Global medical leaders have largely dismissed such concerns. The World Health Organization took advice from Chinese transplant surgeons in the establishment of its anti-organ-trafficking task force—and then installed them on the membership committee. In 2020, WHO officials joined long-time apologists for China’s transplant system, attacking our previous research showing falsified numbers.
The Chinese state’s use of medicine as a tool of repression is well known, as seen in the use of psychiatry to repress dissent, conduct forced abortions and more. Most recently, medicine has been implicated in the genocide of the Uyghurs. Experts with the British Medical Association noted in its journal, the BMJ, that “the Chinese government systematically deployed medical professionals, medical skills, and medical technologies in pursuit of these crimes.”

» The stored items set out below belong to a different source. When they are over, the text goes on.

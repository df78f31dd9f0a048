//! Reverse proxy server binary: loads configuration, starts the HTTP
//! listener, and runs the background sweepers until a shutdown signal
//! arrives.

use std::path::PathBuf;

use clap::Parser;

#[derive(Parser)]
#[command(name = "proxycore-server")]
#[command(about = "Multi-dialect AI API reverse proxy")]
struct Args {
    /// Settings TOML path; defaults to the platform config directory.
    #[arg(short, long)]
    config: Option<PathBuf>,

    /// Overrides the configured listen port.
    #[arg(long)]
    port: Option<u16>,
}

#[tokio::main]
async fn main() {
    proxycore::logging::init();

    let args = Args::parse();
    let config_path = args.config.unwrap_or_else(proxycore::config::default_path);

    let mut settings = match proxycore::config::load(&config_path) {
        Ok(settings) => settings,
        Err(e) => {
            proxycore::logging::error("startup", &format!("failed to load {config_path:?}: {e}"));
            proxycore::config::Settings::default()
        }
    };
    if let Some(port) = args.port {
        settings.port = port;
    }
    proxycore::config::validate(&mut settings);

    let core = proxycore::ProxyCore::new(settings, config_path);
    let sweepers = core.spawn_sweepers();

    let ctrlc_core = core.clone();
    tokio::spawn(async move {
        if tokio::signal::ctrl_c().await.is_ok() {
            ctrlc_core.stop();
        }
    });

    proxycore::logging::info(
        "startup",
        &format!("listening on port {} with {} channels", core.port(), core.channel_count()),
    );

    proxycore::http::serve(core).await;

    for handle in sweepers {
        handle.abort();
    }
}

Yet the global transplant community has largely accepted China’s claims of reform and ignored evidence to the contrary. Comparisons to the medical atrocities of the Nazis haven’t galvanized a response, perhaps having lost all potency due to overuse. Western political leaders have likewise shown little interest in investigating the abuse.
We hope this will begin to change with these most recent revelations. It is now known that highly trained surgeons have for decades been killing prisoners with their scalpels on the operating table. This is a novel and extreme deviation from global norms. With the publication of these findings in the leading transplant journal, perhaps the issue will no longer be so easy to ignore.
Dr. Lavee is the director of the Heart Transplantation Unit at Tel Aviv’s Sheba Medical Center and a professor of surgery at Tel Aviv University. Mr. Robertson is a research fellow with the Victims of Communism Memorial Foundation and a doctoral candidate in political science at the Australian National University.